AIM OF THE EXERCISE. Retype each entry. Leave every word as it is.

:: INFORMATION PROVIDED ::

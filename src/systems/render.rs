//! GPU rendering system
//!
//! Manages GPU rendering including:
//! - Render context and surface
//! - Shader compilation and program linking for the scene
//! - Mesh upload and frame rendering

use std::fmt;
use std::sync::Arc;
use winit::window::Window;
use glitter_render::{
    compile_shader,
    context::describe_adapter,
    shader::TRIANGLE_VERTEX_SOURCE,
    ContextError, ContextOptions, DrawBatch, LinkedProgram, MeshError, ProgramError,
    RenderContext, RenderError, Renderer, ShaderError, ShaderStage, TriangleMesh,
};
use crate::config::RenderingConfig;
use crate::scene::Scene;

/// Failures that stop the application before the first frame
#[derive(Debug)]
pub enum SetupError {
    Context(ContextError),
    Shader(ShaderError),
    Program(ProgramError),
    Mesh(MeshError),
}

impl fmt::Display for SetupError {
    fn fmt(&self, f: &mut fmt::Formatter<'_>) -> fmt::Result {
        match self {
            SetupError::Context(e) => write!(f, "GPU context: {}", e),
            SetupError::Shader(e) => write!(f, "Shader: {}", e),
            SetupError::Program(e) => write!(f, "Program: {}", e),
            SetupError::Mesh(e) => write!(f, "Mesh: {}", e),
        }
    }
}

impl std::error::Error for SetupError {
    fn source(&self) -> Option<&(dyn std::error::Error + 'static)> {
        match self {
            SetupError::Context(e) => Some(e),
            SetupError::Shader(e) => Some(e),
            SetupError::Program(e) => Some(e),
            SetupError::Mesh(e) => Some(e),
        }
    }
}

impl From<ContextError> for SetupError {
    fn from(err: ContextError) -> Self {
        SetupError::Context(err)
    }
}

impl From<ShaderError> for SetupError {
    fn from(err: ShaderError) -> Self {
        SetupError::Shader(err)
    }
}

impl From<ProgramError> for SetupError {
    fn from(err: ProgramError) -> Self {
        SetupError::Program(err)
    }
}

impl From<MeshError> for SetupError {
    fn from(err: MeshError) -> Self {
        SetupError::Mesh(err)
    }
}

/// A linked program and the mesh it draws
struct SceneDraw {
    program: LinkedProgram,
    mesh: TriangleMesh,
}

/// Manages GPU rendering
pub struct RenderSystem {
    context: RenderContext,
    renderer: Renderer,
    draws: Vec<SceneDraw>,
    wireframe: bool,
}

impl RenderSystem {
    /// Create the GPU context and build every draw of `scene`
    pub fn new(
        window: Arc<Window>,
        render_config: &RenderingConfig,
        vsync: bool,
        scene: &Scene,
    ) -> Result<Self, SetupError> {
        let options = ContextOptions {
            vsync,
            power_preference: render_config.power_preference.into(),
        };
        let context = pollster::block_on(RenderContext::new(window, options))?;
        log::info!("GPU: {}", describe_adapter(context.adapter_info()));

        let with_wireframe = context.supports_wireframe();
        let wireframe = if render_config.wireframe && !with_wireframe {
            log::warn!("Wireframe requested but the adapter lacks line rasterization; using fill");
            false
        } else {
            render_config.wireframe
        };

        let device = &context.device;
        let vertex = compile_shader(
            device,
            ShaderStage::Vertex,
            "Triangle Vertex Shader",
            TRIANGLE_VERTEX_SOURCE,
        )?;

        let mut draws = Vec::with_capacity(scene.draws().len());
        for draw in scene.draws() {
            let fragment = compile_shader(
                device,
                ShaderStage::Fragment,
                draw.fragment.label(),
                draw.fragment.source(),
            )?;
            let program = LinkedProgram::link(
                device,
                context.format(),
                &vertex,
                &fragment,
                with_wireframe,
                draw.label,
            )?;
            let mesh = TriangleMesh::upload(device, draw.label, draw.vertices)?;
            log::info!(
                "Program '{}' drawing '{}': {} vertices, {} triangle(s)",
                program.select(false).label(),
                mesh.label(),
                mesh.vertex_count(),
                mesh.triangle_count()
            );
            draws.push(SceneDraw { program, mesh });
        }

        Ok(Self {
            context,
            renderer: Renderer::new(render_config.clear_color),
            draws,
            wireframe,
        })
    }

    /// Handle window resize (the viewport follows the surface size)
    pub fn resize(&mut self, width: u32, height: u32) {
        self.context
            .resize(winit::dpi::PhysicalSize::new(width, height));
    }

    /// Reconfigure the surface after it was lost
    pub fn recover_surface(&mut self) {
        self.context.reconfigure();
    }

    /// Toggle line rasterization, returning the new state
    pub fn toggle_wireframe(&mut self) -> bool {
        if self.context.supports_wireframe() {
            self.wireframe = !self.wireframe;
            log::info!("Wireframe: {}", if self.wireframe { "ON" } else { "OFF" });
        } else {
            log::warn!("Wireframe not supported by this adapter");
        }
        self.wireframe
    }

    pub fn wireframe(&self) -> bool {
        self.wireframe
    }

    /// Whether the surface currently has a drawable area
    pub fn is_drawable(&self) -> bool {
        self.context.is_drawable()
    }

    /// Render a single frame
    ///
    /// Skipped while the window has no drawable area.
    pub fn render_frame(&self) -> Result<(), RenderError> {
        if !self.context.is_drawable() {
            return Ok(());
        }

        let batches: Vec<DrawBatch<'_>> = self
            .draws
            .iter()
            .map(|draw| DrawBatch {
                program: draw.program.select(self.wireframe),
                mesh: &draw.mesh,
            })
            .collect();

        self.renderer.render(&self.context, &batches)
    }
}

:::

SOLUTION TO THIS PROBLEM.
filename src/systems/render.rs
//! GPU rendering system
//!
//! Manages GPU rendering including:
//! - Render context and surface
//! - Shader compilation and program linking for the scene
//! - Mesh upload and frame rendering

use std::fmt;
use std::sync::Arc;
use winit::window::Window;
use glitter_render::{
    compile_shader,
    context::describe_adapter,
    shader::TRIANGLE_VERTEX_SOURCE,
    ContextError, ContextOptions, DrawBatch, LinkedProgram, MeshError, ProgramError,
    RenderContext, RenderError, Renderer, ShaderError, ShaderStage, TriangleMesh,
};
use crate::config::RenderingConfig;
use crate::scene::Scene;

/// Failures that stop the application before the first frame
#[derive(Debug)]
pub enum SetupError {
    Context(ContextError),
    Shader(ShaderError),
    Program(ProgramError),
    Mesh(MeshError),
}

impl fmt::Display for SetupError {
    fn fmt(&self, f: &mut fmt::Formatter<'_>) -> fmt::Result {
        match self {
            SetupError::Context(e) => write!(f, "GPU context: {}", e),
            SetupError::Shader(e) => write!(f, "Shader: {}", e),
            SetupError::Program(e) => write!(f, "Program: {}", e),
            SetupError::Mesh(e) => write!(f, "Mesh: {}", e),
        }
    }
}

impl std::error::Error for SetupError {
    fn source(&self) -> Option<&(dyn std::error::Error + 'static)> {
        match self {
            SetupError::Context(e) => Some(e),
            SetupError::Shader(e) => Some(e),
            SetupError::Program(e) => Some(e),
            SetupError::Mesh(e) => Some(e),
        }
    }
}

impl From<ContextError> for SetupError {
    fn from(err: ContextError) -> Self {
        SetupError::Context(err)
    }
}

impl From<ShaderError> for SetupError {
    fn from(err: ShaderError) -> Self {
        SetupError::Shader(err)
    }
}

impl From<ProgramError> for SetupError {
    fn from(err: ProgramError) -> Self {
        SetupError::Program(err)
    }
}

impl From<MeshError> for SetupError {
    fn from(err: MeshError) -> Self {
        SetupError::Mesh(err)
    }
}

/// A linked program and the mesh it draws
struct SceneDraw {
    program: LinkedProgram,
    mesh: TriangleMesh,
}

/// Manages GPU rendering
pub struct RenderSystem {
    context: RenderContext,
    renderer: Renderer,
    draws: Vec<SceneDraw>,
    wireframe: bool,
}

impl RenderSystem {
    /// Create the GPU context and build every draw of `scene`
    pub fn new(
        window: Arc<Window>,
        render_config: &RenderingConfig,
        vsync: bool,
        scene: &Scene,
    ) -> Result<Self, SetupError> {
        let options = ContextOptions {
            vsync,
            power_preference: render_config.power_preference.into(),
        };
        let context = pollster::block_on(RenderContext::new(window, options))?;
        log::info!("GPU: {}", describe_adapter(context.adapter_info()));

        let with_wireframe = context.supports_wireframe();
        let wireframe = if render_config.wireframe && !with_wireframe {
            log::warn!("Wireframe requested but the adapter lacks line rasterization; using fill");
            false
        } else {
            render_config.wireframe
        };

        let device = &context.device;
        let vertex = compile_shader(
            device,
            ShaderStage::Vertex,
            "Triangle Vertex Shader",
            TRIANGLE_VERTEX_SOURCE,
        )?;

        let mut draws = Vec::with_capacity(scene.draws().len());
        for draw in scene.draws() {
            let fragment = compile_shader(
                device,
                ShaderStage::Fragment,
                draw.fragment.label(),
                draw.fragment.source(),
            )?;
            let program = LinkedProgram::link(
                device,
                context.format(),
                &vertex,
                &fragment,
                with_wireframe,
                draw.label,
            )?;
            let mesh = TriangleMesh::upload(device, draw.label, draw.vertices)?;
            log::info!(
                "Program '{}' drawing '{}': {} vertices, {} triangle(s)",
                program.select(false).label(),
                mesh.label(),
                mesh.vertex_count(),
                mesh.triangle_count()
            );
            draws.push(SceneDraw { program, mesh });
        }

        Ok(Self {
            context,
            renderer: Renderer::new(render_config.clear_color),
            draws,
            wireframe,
        })
    }

    /// Handle window resize (the viewport follows the surface size)
    pub fn resize(&mut self, width: u32, height: u32) {
        self.context
            .resize(winit::dpi::PhysicalSize::new(width, height));
    }

    /// Reconfigure the surface after it was lost
    pub fn recover_surface(&mut self) {
        self.context.reconfigure();
    }

    /// Toggle line rasterization, returning the new state
    pub fn toggle_wireframe(&mut self) -> bool {
        if self.context.supports_wireframe() {
            self.wireframe = !self.wireframe;
            log::info!("Wireframe: {}", if self.wireframe { "ON" } else { "OFF" });
        } else {
            log::warn!("Wireframe not supported by this adapter");
        }
        self.wireframe
    }

    pub fn wireframe(&self) -> bool {
        self.wireframe
    }

    /// Whether the surface currently has a drawable area
    pub fn is_drawable(&self) -> bool {
        self.context.is_drawable()
    }

    /// Render a single frame
    ///
    /// Skipped while the window has no drawable area.
    pub fn render_frame(&self) -> Result<(), RenderError> {
        if !self.context.is_drawable() {
            return Ok(());
        }

        let batches: Vec<DrawBatch<'_>> = self
            .draws
            .iter()
            .map(|draw| DrawBatch {
                program: draw.program.select(self.wireframe),
                mesh: &draw.mesh,
            })
            .collect();

        self.renderer.render(&self.context, &batches)
    }
}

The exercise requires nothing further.